TASK TO COMPLETE
Return the run of lines below that opens with the line containing "repository df16b2b494471288" and closes with the line containing "Underlying schema error.", keeping each one exact.

DATA SUPPLIED

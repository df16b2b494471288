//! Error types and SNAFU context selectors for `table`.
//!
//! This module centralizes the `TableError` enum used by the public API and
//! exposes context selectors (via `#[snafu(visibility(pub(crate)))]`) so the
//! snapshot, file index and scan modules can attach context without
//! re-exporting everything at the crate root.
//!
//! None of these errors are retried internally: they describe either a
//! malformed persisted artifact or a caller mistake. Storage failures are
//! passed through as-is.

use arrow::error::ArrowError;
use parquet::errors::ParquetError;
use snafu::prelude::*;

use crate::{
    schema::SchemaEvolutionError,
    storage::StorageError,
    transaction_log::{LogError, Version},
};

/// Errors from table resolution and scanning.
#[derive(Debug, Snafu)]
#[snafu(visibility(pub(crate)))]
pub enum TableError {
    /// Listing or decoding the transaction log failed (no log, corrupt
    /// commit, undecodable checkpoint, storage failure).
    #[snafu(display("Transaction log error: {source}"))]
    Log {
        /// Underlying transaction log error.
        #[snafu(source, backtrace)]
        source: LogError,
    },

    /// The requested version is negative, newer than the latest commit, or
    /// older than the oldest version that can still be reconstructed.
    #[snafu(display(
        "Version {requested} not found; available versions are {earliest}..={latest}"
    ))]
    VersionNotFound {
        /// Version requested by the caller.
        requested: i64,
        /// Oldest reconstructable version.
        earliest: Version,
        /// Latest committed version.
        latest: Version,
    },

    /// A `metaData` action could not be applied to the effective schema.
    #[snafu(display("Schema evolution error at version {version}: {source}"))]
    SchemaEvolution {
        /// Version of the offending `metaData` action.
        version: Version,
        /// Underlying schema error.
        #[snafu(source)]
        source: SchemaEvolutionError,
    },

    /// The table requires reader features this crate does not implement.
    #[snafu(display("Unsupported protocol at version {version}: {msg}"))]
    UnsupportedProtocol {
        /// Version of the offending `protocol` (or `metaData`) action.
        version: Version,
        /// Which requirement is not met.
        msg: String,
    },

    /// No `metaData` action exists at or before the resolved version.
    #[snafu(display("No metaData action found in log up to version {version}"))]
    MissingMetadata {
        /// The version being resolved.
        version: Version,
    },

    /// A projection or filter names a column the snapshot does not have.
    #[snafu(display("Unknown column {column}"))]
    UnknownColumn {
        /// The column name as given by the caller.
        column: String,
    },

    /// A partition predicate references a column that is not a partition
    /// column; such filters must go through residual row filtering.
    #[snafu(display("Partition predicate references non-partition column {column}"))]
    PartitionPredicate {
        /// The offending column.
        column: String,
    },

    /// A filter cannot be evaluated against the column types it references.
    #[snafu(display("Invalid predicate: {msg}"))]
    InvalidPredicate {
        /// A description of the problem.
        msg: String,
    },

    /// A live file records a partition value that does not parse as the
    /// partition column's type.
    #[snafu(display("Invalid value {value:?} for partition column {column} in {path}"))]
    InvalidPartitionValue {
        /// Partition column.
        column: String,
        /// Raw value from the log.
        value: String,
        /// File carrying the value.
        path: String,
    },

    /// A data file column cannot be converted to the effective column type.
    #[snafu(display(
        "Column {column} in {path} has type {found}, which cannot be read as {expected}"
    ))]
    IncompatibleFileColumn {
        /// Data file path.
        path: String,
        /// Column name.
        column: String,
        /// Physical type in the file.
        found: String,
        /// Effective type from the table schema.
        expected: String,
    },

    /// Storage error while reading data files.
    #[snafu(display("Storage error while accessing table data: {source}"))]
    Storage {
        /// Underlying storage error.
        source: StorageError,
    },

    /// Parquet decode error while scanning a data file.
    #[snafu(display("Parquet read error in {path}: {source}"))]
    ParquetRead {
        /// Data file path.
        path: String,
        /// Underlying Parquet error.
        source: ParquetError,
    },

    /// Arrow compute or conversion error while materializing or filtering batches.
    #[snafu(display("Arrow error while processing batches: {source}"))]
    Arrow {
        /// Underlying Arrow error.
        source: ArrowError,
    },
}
...
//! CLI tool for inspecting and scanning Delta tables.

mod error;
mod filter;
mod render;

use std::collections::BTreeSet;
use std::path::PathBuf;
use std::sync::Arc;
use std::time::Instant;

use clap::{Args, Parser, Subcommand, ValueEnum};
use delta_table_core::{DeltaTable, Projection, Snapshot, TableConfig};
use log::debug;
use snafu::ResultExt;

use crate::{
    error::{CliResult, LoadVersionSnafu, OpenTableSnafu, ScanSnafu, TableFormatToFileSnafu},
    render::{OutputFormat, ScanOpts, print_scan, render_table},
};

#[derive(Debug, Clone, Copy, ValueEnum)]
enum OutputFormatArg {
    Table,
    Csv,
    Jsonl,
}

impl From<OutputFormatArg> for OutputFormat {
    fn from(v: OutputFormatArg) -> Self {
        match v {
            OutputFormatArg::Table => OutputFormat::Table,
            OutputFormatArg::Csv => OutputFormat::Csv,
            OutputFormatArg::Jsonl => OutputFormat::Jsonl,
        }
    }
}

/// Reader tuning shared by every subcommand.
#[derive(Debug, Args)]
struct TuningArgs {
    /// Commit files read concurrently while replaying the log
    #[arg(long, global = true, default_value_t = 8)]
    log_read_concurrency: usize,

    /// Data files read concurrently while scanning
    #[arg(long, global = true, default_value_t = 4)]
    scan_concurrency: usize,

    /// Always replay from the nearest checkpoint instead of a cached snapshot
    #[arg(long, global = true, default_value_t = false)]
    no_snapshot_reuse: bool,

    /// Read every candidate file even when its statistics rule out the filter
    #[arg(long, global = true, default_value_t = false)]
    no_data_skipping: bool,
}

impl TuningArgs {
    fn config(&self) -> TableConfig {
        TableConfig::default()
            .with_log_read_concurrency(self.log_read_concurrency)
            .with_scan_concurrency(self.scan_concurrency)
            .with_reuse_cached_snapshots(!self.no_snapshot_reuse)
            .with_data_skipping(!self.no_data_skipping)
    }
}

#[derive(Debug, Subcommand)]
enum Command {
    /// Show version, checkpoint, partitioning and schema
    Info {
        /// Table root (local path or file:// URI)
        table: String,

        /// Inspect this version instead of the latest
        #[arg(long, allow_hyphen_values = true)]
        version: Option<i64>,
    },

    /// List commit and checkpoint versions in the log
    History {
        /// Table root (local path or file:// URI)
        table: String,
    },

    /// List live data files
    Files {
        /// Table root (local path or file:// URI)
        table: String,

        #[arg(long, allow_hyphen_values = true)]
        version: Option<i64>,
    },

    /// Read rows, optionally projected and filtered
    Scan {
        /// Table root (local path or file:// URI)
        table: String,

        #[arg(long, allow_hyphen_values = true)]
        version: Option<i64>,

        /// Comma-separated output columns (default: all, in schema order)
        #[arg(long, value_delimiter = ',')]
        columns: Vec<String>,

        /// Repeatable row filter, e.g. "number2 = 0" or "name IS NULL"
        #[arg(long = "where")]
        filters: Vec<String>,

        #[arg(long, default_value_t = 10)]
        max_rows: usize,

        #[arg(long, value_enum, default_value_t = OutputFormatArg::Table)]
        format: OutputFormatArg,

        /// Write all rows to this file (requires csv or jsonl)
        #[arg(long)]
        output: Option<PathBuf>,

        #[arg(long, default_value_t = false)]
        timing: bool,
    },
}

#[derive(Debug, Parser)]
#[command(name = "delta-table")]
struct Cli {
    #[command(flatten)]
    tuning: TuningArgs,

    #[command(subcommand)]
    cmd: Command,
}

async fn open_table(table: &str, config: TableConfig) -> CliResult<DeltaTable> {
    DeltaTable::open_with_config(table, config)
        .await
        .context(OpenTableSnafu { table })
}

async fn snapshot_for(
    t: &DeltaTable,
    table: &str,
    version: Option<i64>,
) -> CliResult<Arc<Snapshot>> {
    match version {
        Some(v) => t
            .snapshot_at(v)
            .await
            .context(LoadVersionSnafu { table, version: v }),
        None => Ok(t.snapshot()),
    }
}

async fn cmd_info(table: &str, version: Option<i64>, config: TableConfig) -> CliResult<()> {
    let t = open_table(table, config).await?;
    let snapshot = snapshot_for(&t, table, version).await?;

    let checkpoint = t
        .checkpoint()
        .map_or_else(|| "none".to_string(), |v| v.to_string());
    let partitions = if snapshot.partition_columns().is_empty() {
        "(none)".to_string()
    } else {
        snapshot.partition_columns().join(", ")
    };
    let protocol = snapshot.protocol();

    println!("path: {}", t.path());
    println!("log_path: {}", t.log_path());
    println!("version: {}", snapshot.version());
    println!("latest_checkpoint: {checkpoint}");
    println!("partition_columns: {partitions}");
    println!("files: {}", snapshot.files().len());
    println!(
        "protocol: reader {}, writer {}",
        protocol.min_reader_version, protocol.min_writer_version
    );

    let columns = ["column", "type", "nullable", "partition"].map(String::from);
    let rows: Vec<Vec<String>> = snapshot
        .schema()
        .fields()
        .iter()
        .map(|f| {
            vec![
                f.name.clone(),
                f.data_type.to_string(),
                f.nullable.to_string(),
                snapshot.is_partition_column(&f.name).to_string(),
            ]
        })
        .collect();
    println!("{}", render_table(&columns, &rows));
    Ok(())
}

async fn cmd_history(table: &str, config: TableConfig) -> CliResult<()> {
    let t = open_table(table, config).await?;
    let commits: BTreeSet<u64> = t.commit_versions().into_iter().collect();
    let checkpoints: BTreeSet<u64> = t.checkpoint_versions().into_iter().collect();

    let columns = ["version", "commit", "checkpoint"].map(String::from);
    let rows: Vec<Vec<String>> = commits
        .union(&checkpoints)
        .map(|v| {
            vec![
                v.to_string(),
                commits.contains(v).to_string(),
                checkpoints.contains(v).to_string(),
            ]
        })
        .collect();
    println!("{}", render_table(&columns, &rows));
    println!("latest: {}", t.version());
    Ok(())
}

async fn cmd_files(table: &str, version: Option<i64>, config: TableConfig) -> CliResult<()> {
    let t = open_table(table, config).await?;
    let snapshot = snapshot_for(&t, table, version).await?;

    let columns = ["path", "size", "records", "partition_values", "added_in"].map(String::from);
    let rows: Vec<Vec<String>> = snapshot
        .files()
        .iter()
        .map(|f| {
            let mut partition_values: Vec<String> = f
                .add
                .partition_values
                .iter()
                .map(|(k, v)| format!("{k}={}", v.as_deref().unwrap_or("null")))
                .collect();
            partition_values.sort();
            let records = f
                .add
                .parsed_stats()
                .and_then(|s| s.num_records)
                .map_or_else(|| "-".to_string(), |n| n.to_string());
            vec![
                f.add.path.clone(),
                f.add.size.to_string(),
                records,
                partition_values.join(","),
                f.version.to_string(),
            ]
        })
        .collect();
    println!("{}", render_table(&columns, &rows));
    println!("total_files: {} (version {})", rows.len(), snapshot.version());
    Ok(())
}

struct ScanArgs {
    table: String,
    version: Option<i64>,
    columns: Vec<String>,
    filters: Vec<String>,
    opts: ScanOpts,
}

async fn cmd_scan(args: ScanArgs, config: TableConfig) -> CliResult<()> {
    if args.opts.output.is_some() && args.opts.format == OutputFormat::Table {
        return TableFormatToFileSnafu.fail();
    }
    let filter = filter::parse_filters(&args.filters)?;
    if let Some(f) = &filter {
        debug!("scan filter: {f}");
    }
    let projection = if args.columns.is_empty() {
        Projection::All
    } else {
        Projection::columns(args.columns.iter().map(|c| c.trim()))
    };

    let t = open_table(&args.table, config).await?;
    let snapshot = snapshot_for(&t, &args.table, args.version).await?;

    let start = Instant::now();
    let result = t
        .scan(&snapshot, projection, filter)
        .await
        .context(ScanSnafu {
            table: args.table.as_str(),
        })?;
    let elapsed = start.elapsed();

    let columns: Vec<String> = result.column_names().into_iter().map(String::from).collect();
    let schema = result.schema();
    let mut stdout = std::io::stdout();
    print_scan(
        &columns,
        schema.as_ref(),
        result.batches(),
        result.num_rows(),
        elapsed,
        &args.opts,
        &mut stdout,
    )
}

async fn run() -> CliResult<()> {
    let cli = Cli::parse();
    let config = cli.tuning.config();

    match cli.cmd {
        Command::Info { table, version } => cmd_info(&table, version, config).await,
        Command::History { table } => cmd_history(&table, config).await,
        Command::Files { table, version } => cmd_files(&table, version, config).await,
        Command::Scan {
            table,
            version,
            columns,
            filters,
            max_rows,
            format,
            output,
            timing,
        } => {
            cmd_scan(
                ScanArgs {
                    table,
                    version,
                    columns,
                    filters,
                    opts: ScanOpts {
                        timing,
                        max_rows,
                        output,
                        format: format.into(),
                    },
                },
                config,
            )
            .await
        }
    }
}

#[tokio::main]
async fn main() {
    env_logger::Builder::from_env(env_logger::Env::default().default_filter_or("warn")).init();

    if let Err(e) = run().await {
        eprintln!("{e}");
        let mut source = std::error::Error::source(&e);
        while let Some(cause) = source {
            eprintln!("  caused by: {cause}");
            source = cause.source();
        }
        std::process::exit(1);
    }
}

SOLUTION FOR THIS EXERCISE
repository df16b2b494471288
//! Error types and SNAFU context selectors for `table`.
//!
//! This module centralizes the `TableError` enum used by the public API and
//! exposes context selectors (via `#[snafu(visibility(pub(crate)))]`) so the
//! snapshot, file index and scan modules can attach context without
//! re-exporting everything at the crate root.
//!
//! None of these errors are retried internally: they describe either a
//! malformed persisted artifact or a caller mistake. Storage failures are
//! passed through as-is.

use arrow::error::ArrowError;
use parquet::errors::ParquetError;
use snafu::prelude::*;

use crate::{
    schema::SchemaEvolutionError,
    storage::StorageError,
    transaction_log::{LogError, Version},
};

/// Errors from table resolution and scanning.
#[derive(Debug, Snafu)]
#[snafu(visibility(pub(crate)))]
pub enum TableError {
    /// Listing or decoding the transaction log failed (no log, corrupt
    /// commit, undecodable checkpoint, storage failure).
    #[snafu(display("Transaction log error: {source}"))]
    Log {
        /// Underlying transaction log error.
        #[snafu(source, backtrace)]
        source: LogError,
    },

    /// The requested version is negative, newer than the latest commit, or
    /// older than the oldest version that can still be reconstructed.
    #[snafu(display(
        "Version {requested} not found; available versions are {earliest}..={latest}"
    ))]
    VersionNotFound {
        /// Version requested by the caller.
        requested: i64,
        /// Oldest reconstructable version.
        earliest: Version,
        /// Latest committed version.
        latest: Version,
    },

    /// A `metaData` action could not be applied to the effective schema.
    #[snafu(display("Schema evolution error at version {version}: {source}"))]
    SchemaEvolution {
        /// Version of the offending `metaData` action.
        version: Version,
        /// Underlying schema error.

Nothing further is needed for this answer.